「宰相様……本当に向かわれるおつもりですか?」

護衛騎士の一人が、前を歩く俺に向かって恐る恐る声をかける。

手に持っているのは先程リードから渡された大量の書状で、今から俺はこれを交渉に回らなければいけない。

流石の俺でも骨が折れそうな作業だが、

「陛下の命令だからな…」

命令に従うと言ったからには実行するしか無い。

…まぁ、アンディード帝国の要請を断る国など、いないとは思うが。

要請を断る行為は同盟に背く事を意味している。
 
帝国を敵に回すだけでなく、大きな後ろ盾を失うような真似はどの国もしたくないはずだ。

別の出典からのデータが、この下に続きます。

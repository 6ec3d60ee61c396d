//! Result aggregation: keyed merge of round outcomes, significance
//! filtering, and the exported CSV artifact.
//!
//! The full outcome map is retained for audit; the findings view filters to
//! the caller's significance threshold, and `Error`-tagged items are
//! surfaced separately so "determined safe" and "could not be determined"
//! stay distinguishable.

use std::collections::HashMap;

use chrono::{DateTime, Local};

use crate::types::{ClassificationItem, ItemId, Outcome, RiskLevel};

/// One classified listing with its item metadata carried along.
#[derive(Debug, Clone, PartialEq, Eq)]
pub struct Finding {
    pub id: ItemId,
    pub name: String,
    pub origin: String,
    pub risk: RiskLevel,
    pub reason: String,
    /// Second-pass expert appraisal, when the refinement pass ran.
    pub detail: Option<String>,
}

/// Streaming aggregator, safe to merge into after every round. Merging is
/// a keyed replace: re-merging the same outcomes is a no-op.
pub struct ResultAggregator {
    significance: RiskLevel,
    records: HashMap<ItemId, Finding>,
}

impl ResultAggregator {
    pub fn new(significance: RiskLevel) -> Self {
        Self {
            significance,
            records: HashMap::new(),
        }
    }

    /// Merge one chunk's outcomes. `items` supplies the name/origin metadata
    /// for ids in this chunk; ids without an outcome are skipped (the client
    /// never produces such maps).
    pub fn merge(&mut self, items: &[ClassificationItem], outcomes: &HashMap<ItemId, Outcome>) {
        for item in items {
            let Some(outcome) = outcomes.get(&item.id) else {
                continue;
            };
            // Keyed replace keeps a refinement detail only while the risk
            // it annotated still stands.
            let detail = self
                .records
                .get(&item.id)
                .filter(|f| f.risk == outcome.risk)
                .and_then(|f| f.detail.clone());
            self.records.insert(
                item.id,
                Finding {
                    id: item.id,
                    name: item.text.clone(),
                    origin: item.origin.clone(),
                    risk: outcome.risk,
                    reason: outcome.reason.clone(),
                    detail,
                },
            );
        }
    }

    /// Overwrite one finding's risk and attach the expert detail.
    pub fn apply_refinement(&mut self, id: ItemId, risk: RiskLevel, detail: String) {
        if let Some(finding) = self.records.get_mut(&id) {
            finding.risk = risk;
            finding.detail = Some(detail);
        }
    }

    /// Findings meeting the significance threshold, ordered by id.
    pub fn significant(&self) -> Vec<&Finding> {
        let mut found: Vec<&Finding> = self
            .records
            .values()
            .filter(|f| f.risk.meets(self.significance))
            .collect();
        found.sort_by_key(|f| f.id);
        found
    }

    /// Items whose classification could not be completed, ordered by id.
    pub fn errors(&self) -> Vec<&Finding> {
        let mut errs: Vec<&Finding> = self
            .records
            .values()
            .filter(|f| f.risk == RiskLevel::Error)
            .collect();
        errs.sort_by_key(|f| f.id);
        errs
    }

    /// Full audit view over everything merged so far.
    pub fn all(&self) -> &HashMap<ItemId, Finding> {
        &self.records
    }

    pub fn significant_count(&self) -> u32 {
        self.significant().len() as u32
    }

    pub fn error_count(&self) -> u32 {
        self.errors().len() as u32
    }

    /// UTF-8 CSV of the significant findings, prefixed with a byte-order
    /// mark so spreadsheet imports detect the encoding.
    pub fn export_csv(&self) -> String {
        self.export_csv_at(Local::now())
    }

    fn export_csv_at(&self, now: DateTime<Local>) -> String {
        let checked_at = now.format("%Y-%m-%d %H:%M:%S").to_string();
        let mut csv = String::from("\u{feff}");
        csv.push_str("name,risk_level,reason,detail,origin,checked_at\n");
        for finding in self.significant() {
            csv.push_str(&csv_quote(&finding.name));
            csv.push(',');
            csv.push_str(finding.risk.as_str());
            csv.push(',');
            csv.push_str(&csv_quote(&finding.reason));
            csv.push(',');
            csv.push_str(&csv_quote(finding.detail.as_deref().unwrap_or("")));
            csv.push(',');
            csv.push_str(&csv_quote(&finding.origin));
            csv.push(',');
            csv.push_str(&checked_at);
            csv.push('\n');
        }
        csv
    }
}

/// Quote a field, doubling internal quotes.
fn csv_quote(field: &str) -> String {
    format!("\"{}\"", field.replace('"', "\"\""))
}

#[cfg(test)]
mod tests {
    use super::*;
    use chrono::TimeZone;

    fn item(id: ItemId, name: &str) -> ClassificationItem {
        ClassificationItem::new(id, name, "list.csv")
    }

    fn outcome(id: ItemId, risk: RiskLevel, reason: &str) -> (ItemId, Outcome) {
        (
            id,
            Outcome {
                id,
                risk,
                reason: reason.to_string(),
            },
        )
    }

    fn sample() -> (Vec<ClassificationItem>, HashMap<ItemId, Outcome>) {
        let items = vec![item(0, "revolver"), item(1, "holster"), item(2, "broken")];
        let outcomes = HashMap::from([
            outcome(0, RiskLevel::Critical, "priority match"),
            outcome(1, RiskLevel::Low, "accessory"),
            outcome(2, RiskLevel::Error, "API error 500"),
        ]);
        (items, outcomes)
    }

    #[test]
    fn merge_partitions_significant_and_errors() {
        let mut agg = ResultAggregator::new(RiskLevel::High);
        let (items, outcomes) = sample();
        agg.merge(&items, &outcomes);

        assert_eq!(agg.significant_count(), 1);
        assert_eq!(agg.significant()[0].name, "revolver");
        assert_eq!(agg.error_count(), 1);
        assert_eq!(agg.errors()[0].id, 2);
        assert_eq!(agg.all().len(), 3);
    }

    #[test]
    fn merge_is_idempotent() {
        let mut agg = ResultAggregator::new(RiskLevel::High);
        let (items, outcomes) = sample();
        agg.merge(&items, &outcomes);
        let first: Vec<Finding> = agg.significant().into_iter().cloned().collect();

        agg.merge(&items, &outcomes);
        let second: Vec<Finding> = agg.significant().into_iter().cloned().collect();

        assert_eq!(first, second);
        assert_eq!(agg.all().len(), 3);
    }

    #[test]
    fn remerge_replaces_keyed_entry() {
        let mut agg = ResultAggregator::new(RiskLevel::High);
        let items = vec![item(0, "revolver")];
        agg.merge(
            &items,
            &HashMap::from([outcome(0, RiskLevel::Error, "transient")]),
        );
        assert_eq!(agg.error_count(), 1);

        agg.merge(
            &items,
            &HashMap::from([outcome(0, RiskLevel::High, "import revolver")]),
        );
        assert_eq!(agg.error_count(), 0);
        assert_eq!(agg.significant_count(), 1);
    }

    #[test]
    fn lower_threshold_widens_findings() {
        let mut agg = ResultAggregator::new(RiskLevel::Low);
        let (items, outcomes) = sample();
        agg.merge(&items, &outcomes);
        // Low threshold admits everything except Error
        assert_eq!(agg.significant_count(), 2);
    }

    #[test]
    fn refinement_overwrites_risk_and_detail() {
        let mut agg = ResultAggregator::new(RiskLevel::High);
        let items = vec![item(0, "revolver")];
        agg.merge(
            &items,
            &HashMap::from([outcome(0, RiskLevel::High, "suspicious")]),
        );

        agg.apply_refinement(0, RiskLevel::Critical, "bored-through cylinder".into());

        let found = agg.significant();
        assert_eq!(found[0].risk, RiskLevel::Critical);
        assert_eq!(found[0].detail.as_deref(), Some("bored-through cylinder"));
    }

    #[test]
    fn refinement_detail_dropped_when_risk_changes_on_remerge() {
        let mut agg = ResultAggregator::new(RiskLevel::High);
        let items = vec![item(0, "revolver")];
        agg.merge(
            &items,
            &HashMap::from([outcome(0, RiskLevel::High, "suspicious")]),
        );
        agg.apply_refinement(0, RiskLevel::High, "appraised".into());

        // A fresh first-pass outcome at a different level invalidates the detail.
        agg.merge(
            &items,
            &HashMap::from([outcome(0, RiskLevel::Critical, "rescreened")]),
        );
        assert_eq!(agg.all()[&0].detail, None);
    }

    #[test]
    fn csv_starts_with_bom_and_header() {
        let mut agg = ResultAggregator::new(RiskLevel::High);
        let (items, outcomes) = sample();
        agg.merge(&items, &outcomes);

        let csv = agg.export_csv();
        assert!(csv.starts_with('\u{feff}'));
        let header = csv.trim_start_matches('\u{feff}').lines().next().unwrap();
        assert_eq!(header, "name,risk_level,reason,detail,origin,checked_at");
    }

    #[test]
    fn csv_quotes_and_doubles_internal_quotes() {
        let mut agg = ResultAggregator::new(RiskLevel::High);
        let items = vec![item(0, r#"REAL "GIMMICK" mini"#)];
        agg.merge(
            &items,
            &HashMap::from([outcome(0, RiskLevel::Critical, "name, with comma")]),
        );

        let now = Local.with_ymd_and_hms(2026, 8, 29, 12, 0, 0).unwrap();
        let csv = agg.export_csv_at(now);
        let row = csv.trim_start_matches('\u{feff}').lines().nth(1).unwrap();
        assert_eq!(
            row,
            r#""REAL ""GIMMICK"" mini",Critical,"name, with comma","","list.csv",2026-08-29 12:00:00"#
        );
    }

    #[test]
    fn csv_contains_only_significant_rows() {
        let mut agg = ResultAggregator::new(RiskLevel::High);
        let (items, outcomes) = sample();
        agg.merge(&items, &outcomes);

        let csv = agg.export_csv();
        assert!(csv.contains("revolver"));
        assert!(!csv.contains("holster"));
        assert!(!csv.contains("broken"));
    }
}
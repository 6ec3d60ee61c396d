//! Error taxonomy for the screening core.
//!
//! Only `PoolExhausted` is actionable by the end caller (supply new
//! credentials). `Cancelled` signals cooperative shutdown. Everything else
//! is recovered inside the client by tagging the affected batch `Error`.

use thiserror::Error;

#[derive(Error, Debug)]
pub enum ScreenError {
    #[error("all credentials are dead: the pool is exhausted")]
    PoolExhausted,

    #[error("no credentials configured")]
    NoCredentials,

    #[error("run cancelled")]
    Cancelled,

    #[error("transport error: {0}")]
    Transport(String),

    #[error("upstream returned status {0}")]
    Upstream(u16),

    #[error("malformed response: {0}")]
    MalformedResponse(String),

    #[error("JSON parsing error: {0}")]
    JsonParsing(String),
}

impl ScreenError {
    /// Errors that end the whole run rather than a single batch.
    pub fn is_run_fatal(&self) -> bool {
        matches!(self, Self::PoolExhausted | Self::Cancelled)
    }
}
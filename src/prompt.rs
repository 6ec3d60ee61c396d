//! Prompt and system-instruction builders for the screening requests.
//!
//! The screening domain: spotting recalled replica-handgun listings in bulk
//! sales data. The first pass classifies a whole chunk in one request; the
//! refinement pass re-appraises a single flagged listing.

use crate::aggregate::Finding;
use crate::types::ClassificationItem;

/// Item text longer than this is truncated when building the batch prompt,
/// keeping request sizes bounded.
pub const MAX_ITEM_TEXT: usize = 500;

/// System instruction for the bulk screening pass.
pub const BULK_SYSTEM_INSTRUCTION: &str = "\
You are a replica-firearm safety screener reviewing past sales listings. \
Flag every listing that may match a recalled replica handgun; prefer false \
positives over misses.

Top-priority target: any listing mentioning \"REAL GIMMICK\", \"MINI \
REVOLVER\", \"YUMEYA\", or \"SOPEN\" is unconditionally Critical.

Structural red flags (rate High or Critical): revolvers with bored-through \
cylinders, self-loading pistols with working slides and strikers, \
over/under derringers, single-shot or pepperbox designs, and any import \
advertising full-metal construction or shell ejection.

Ratings:
- Critical: matches the priority target or the structural red flags exactly.
- High: revolver/derringer/automatic wording with unknown maker or import \
origin, or claims of alloy construction and realistic internals.
- Medium: product of a known certified domestic maker.
- Low: parts, accessories, anything that is not a gun.

Output only a JSON array:
[{\"id\": ID, \"risk_level\": \"Critical/High/Medium/Low\", \"reason\": \"short evidence\"}, ...]";

/// System instruction for the single-item refinement pass.
pub const DETAIL_SYSTEM_INSTRUCTION: &str = "\
You are an expert appraiser of replica-firearm construction and firearms \
regulations. Given one flagged listing and its first-pass rating, judge \
strictly whether it matches a recalled replica handgun type (bored-through \
revolver, self-loading, over/under, single-shot, pepperbox) or the \
priority target \"REAL GIMMICK MINI REVOLVER\". Products of certified \
domestic makers are out of scope.

Output only a JSON object:
{\"final_risk\": \"Critical/High/Medium/Low\", \"detailed_analysis\": \"your appraisal\"}";

/// Build the user prompt carrying one chunk of items, one line per item.
pub fn bulk_prompt(items: &[ClassificationItem]) -> String {
    let mut prompt = String::from(
        "Extract the dangerous firearm listings subject to recall from this sales list:\n",
    );
    for item in items {
        prompt.push_str("ID:");
        prompt.push_str(&item.id.to_string());
        prompt.push_str(" NAME:");
        prompt.push_str(&truncate_text(&item.text, MAX_ITEM_TEXT));
        prompt.push('\n');
    }
    prompt
}

/// Build the user prompt for re-appraising one finding.
pub fn detail_prompt(finding: &Finding) -> String {
    format!(
        "Listing: {}, first-pass rating: {}, reason: {}",
        finding.name,
        finding.risk.as_str(),
        finding.reason
    )
}

/// Truncate at a char boundary, appending `...` when anything was cut.
pub fn truncate_text(text: &str, max_chars: usize) -> String {
    if text.chars().count() <= max_chars {
        return text.to_string();
    }
    let truncated: String = text.chars().take(max_chars).collect();
    format!("{truncated}...")
}
//! Core data model: items, outcomes, run configuration, and progress state.

use std::time::Duration;

use serde::{Deserialize, Serialize};

/// Identifier of one classification item, unique within a run.
pub type ItemId = u64;

/// One unit of text to classify. Immutable once created; the core only
/// reads these.
#[derive(Debug, Clone, PartialEq, Eq)]
pub struct ClassificationItem {
    pub id: ItemId,
    pub text: String,
    /// Where the item came from (e.g. source file name). Carried through to
    /// the export untouched.
    pub origin: String,
}

impl ClassificationItem {
    pub fn new(id: ItemId, text: impl Into<String>, origin: impl Into<String>) -> Self {
        Self {
            id,
            text: text.into(),
            origin: origin.into(),
        }
    }
}

/// Canonical risk taxonomy. `Error` is a sentinel meaning "classification
/// could not be completed" and does not participate in the severity order.
#[derive(Debug, Clone, Copy, PartialEq, Eq, Hash, Serialize, Deserialize)]
pub enum RiskLevel {
    Critical,
    High,
    Medium,
    Low,
    Error,
}

impl RiskLevel {
    pub fn as_str(self) -> &'static str {
        match self {
            RiskLevel::Critical => "Critical",
            RiskLevel::High => "High",
            RiskLevel::Medium => "Medium",
            RiskLevel::Low => "Low",
            RiskLevel::Error => "Error",
        }
    }

    /// Severity rank, higher is more severe. `None` for the `Error` sentinel.
    pub fn severity(self) -> Option<u8> {
        match self {
            RiskLevel::Critical => Some(3),
            RiskLevel::High => Some(2),
            RiskLevel::Medium => Some(1),
            RiskLevel::Low => Some(0),
            RiskLevel::Error => None,
        }
    }

    /// Whether this level meets a reporting threshold. `Error` never does;
    /// it is surfaced through the separate error view.
    pub fn meets(self, threshold: RiskLevel) -> bool {
        match (self.severity(), threshold.severity()) {
            (Some(s), Some(t)) => s >= t,
            _ => false,
        }
    }
}

/// Outcome of classifying one item.
#[derive(Debug, Clone, PartialEq, Eq, Serialize)]
pub struct Outcome {
    pub id: ItemId,
    pub risk: RiskLevel,
    pub reason: String,
}

/// Primary/fallback model pair. The fallback is attempted at most once per
/// batch-processing chain when the primary identifier is rejected as unknown.
#[derive(Debug, Clone, PartialEq, Eq)]
pub struct ModelSelector {
    pub primary: String,
    pub fallback: String,
}

impl Default for ModelSelector {
    fn default() -> Self {
        Self {
            primary: "gemini-2.5-flash".to_string(),
            fallback: "gemini-1.5-flash".to_string(),
        }
    }
}

impl ModelSelector {
    /// A fallback attempt only makes sense when it names a different model.
    pub fn can_fall_back(&self) -> bool {
        self.primary != self.fallback
    }
}

/// Caller-selected throughput mode. Controls how many chunks run per round
/// and how long the scheduler pauses between rounds.
#[derive(Debug, Clone, Copy, PartialEq, Eq, Default)]
pub enum SpeedMode {
    Conservative,
    #[default]
    Aggressive,
}

impl SpeedMode {
    pub fn concurrency(self) -> usize {
        match self {
            SpeedMode::Conservative => 2,
            SpeedMode::Aggressive => 3,
        }
    }

    pub fn inter_round_delay(self) -> Duration {
        match self {
            SpeedMode::Conservative => Duration::from_millis(1500),
            SpeedMode::Aggressive => Duration::from_millis(300),
        }
    }
}

/// Run configuration. Plain knobs, no hidden physics.
#[derive(Debug, Clone)]
pub struct ScreenConfig {
    /// Base URL of the generateContent API.
    pub endpoint: String,
    pub models: ModelSelector,
    /// Items per upstream request.
    pub chunk_size: usize,
    pub mode: SpeedMode,
    /// Minimum risk level reported as a finding.
    pub significance: RiskLevel,
    /// Wait a random 0–2s before the first round to smooth thundering herds
    /// when many runs start simultaneously.
    pub start_jitter: bool,
    /// Optional sampling temperature forwarded to the API.
    pub temperature: Option<f32>,
}

impl Default for ScreenConfig {
    fn default() -> Self {
        Self {
            endpoint: "https://generativelanguage.googleapis.com/v1beta".to_string(),
            models: ModelSelector::default(),
            chunk_size: 30,
            mode: SpeedMode::default(),
            significance: RiskLevel::High,
            start_jitter: true,
            temperature: None,
        }
    }
}

/// Mutable run aggregate, owned by the orchestrator and published read-only
/// after each round. `processed` is monotonically non-decreasing in a run.
#[derive(Debug, Clone, Default, PartialEq, Eq, Serialize)]
pub struct RunState {
    pub processed: u32,
    pub total: u32,
    /// Significant findings so far.
    pub found: u32,
    /// Items tagged `Error` so far.
    pub errors: u32,
    /// Credentials removed from the pool during this run.
    pub dead_credentials: u32,
    pub current_round: u32,
    pub total_rounds: u32,
    pub cancelled: bool,
}

/// Progress events emitted across a run.
#[derive(Debug, Clone)]
pub enum RunStatusEvent {
    Started { total_items: u32, total_rounds: u32 },
    RoundCompleted { state: RunState },
    Completed { state: RunState },
    /// The run cannot proceed; the caller must supply new credentials.
    FatallyStopped { state: RunState },
}

#[cfg(test)]
mod tests {
    use super::*;

    #[test]
    fn severity_is_totally_ordered_without_error() {
        assert!(RiskLevel::Critical.severity() > RiskLevel::High.severity());
        assert!(RiskLevel::High.severity() > RiskLevel::Medium.severity());
        assert!(RiskLevel::Medium.severity() > RiskLevel::Low.severity());
        assert_eq!(RiskLevel::Error.severity(), None);
    }

    #[test]
    fn meets_threshold() {
        assert!(RiskLevel::Critical.meets(RiskLevel::High));
        assert!(RiskLevel::High.meets(RiskLevel::High));
        assert!(!RiskLevel::Medium.meets(RiskLevel::High));
        assert!(!RiskLevel::Error.meets(RiskLevel::High));
        assert!(RiskLevel::Low.meets(RiskLevel::Low));
    }

    #[test]
    fn error_never_meets_any_threshold() {
        for threshold in [
            RiskLevel::Critical,
            RiskLevel::High,
            RiskLevel::Medium,
            RiskLevel::Low,
        ] {
            assert!(!RiskLevel::Error.meets(threshold));
        }
    }

    #[test]
    fn speed_mode_knobs() {
        assert_eq!(SpeedMode::Conservative.concurrency(), 2);
        assert_eq!(SpeedMode::Aggressive.concurrency(), 3);
        assert!(
            SpeedMode::Conservative.inter_round_delay() > SpeedMode::Aggressive.inter_round_delay()
        );
    }

    #[test]
    fn default_config_matches_service_defaults() {
        let config = ScreenConfig::default();
        assert_eq!(config.chunk_size, 30);
        assert_eq!(config.models.primary, "gemini-2.5-flash");
        assert_eq!(config.models.fallback, "gemini-1.5-flash");
        assert!(config.models.can_fall_back());
        assert_eq!(config.significance, RiskLevel::High);
    }

    #[test]
    fn same_primary_and_fallback_disables_fallback() {
        let models = ModelSelector {
            primary: "m".into(),
            fallback: "m".into(),
        };
        assert!(!models.can_fall_back());
    }
}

入手した他国の部屋割りを見ながら、次々と交渉して回る。

想像以上に交渉がスムーズで、残すところ最後の一国となった。


「この様な夜分に申し訳ございません。アンディード帝国の皇帝陛下より、書状を預かって参りました」

「どうぞ中へお入り下さい」


出迎えた騎士は軽く頭を下げると、中へ案内した。

………そう言えば、国王に会うのは久しぶりだな。


アンディード帝国の隣にある武装国家…レイクロー王国。

リードがまだ皇帝位に就く前、剣術や統率術などを教え鍛えた人物だ。


「こうして会うのは久しぶりじゃな。皇帝の即位式以来か?」

「…その節は大変お世話になりました」

大柄な体型に顎下の白髭。

穏やかに笑っているが、レイクロー国王のその姿からは王としての威厳を感じる。